======== INPUT FOR THIS TASK

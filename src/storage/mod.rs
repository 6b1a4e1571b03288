//! Output persistence for parsed articles.
//!
//! A range crawl streams records into a JSON array; a single-article crawl
//! writes one object as the whole file.

pub mod local;

use async_trait::async_trait;
use serde::Serialize;
use serde_json::ser::PrettyFormatter;

use crate::error::Result;
use crate::models::ItemRecord;

// Re-export for convenience
pub use local::{ERROR_MARKER, JsonArrayWriter, WriteMode, write_text};

/// Destination for records produced by a range crawl.
#[async_trait]
pub trait RecordSink: Send {
    /// Called once before the first record.
    async fn begin(&mut self) -> Result<()>;

    /// Called once per successfully parsed record, in crawl order.
    async fn append(&mut self, record: &ItemRecord) -> Result<()>;

    /// Called once after the last record.
    async fn finish(&mut self) -> Result<()>;
}

/// In-memory sink, mostly useful for tests and library callers.
#[async_trait]
impl RecordSink for Vec<ItemRecord> {
    async fn begin(&mut self) -> Result<()> {
        Ok(())
    }

    async fn append(&mut self, record: &ItemRecord) -> Result<()> {
        self.push(record.clone());
        Ok(())
    }

    async fn finish(&mut self) -> Result<()> {
        Ok(())
    }
}

/// Serialize with 4-space indentation and literal non-ASCII.
pub fn to_pretty_json<T: Serialize + ?Sized>(value: &T) -> Result<String> {
    let mut buf = Vec::new();
    let formatter = PrettyFormatter::with_indent(b"    ");
    let mut ser = serde_json::Serializer::with_formatter(&mut buf, formatter);
    value.serialize(&mut ser)?;
    Ok(String::from_utf8(buf)?)
}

================

■ **WHAT NEEDS TO BE DONE**
Copy out, in full, each line above that has the word "crawl" in it.

■ **REPLY**
//! A range crawl streams records into a JSON array; a single-article crawl
/// Destination for records produced by a range crawl.
    /// Called once per successfully parsed record, in crawl order.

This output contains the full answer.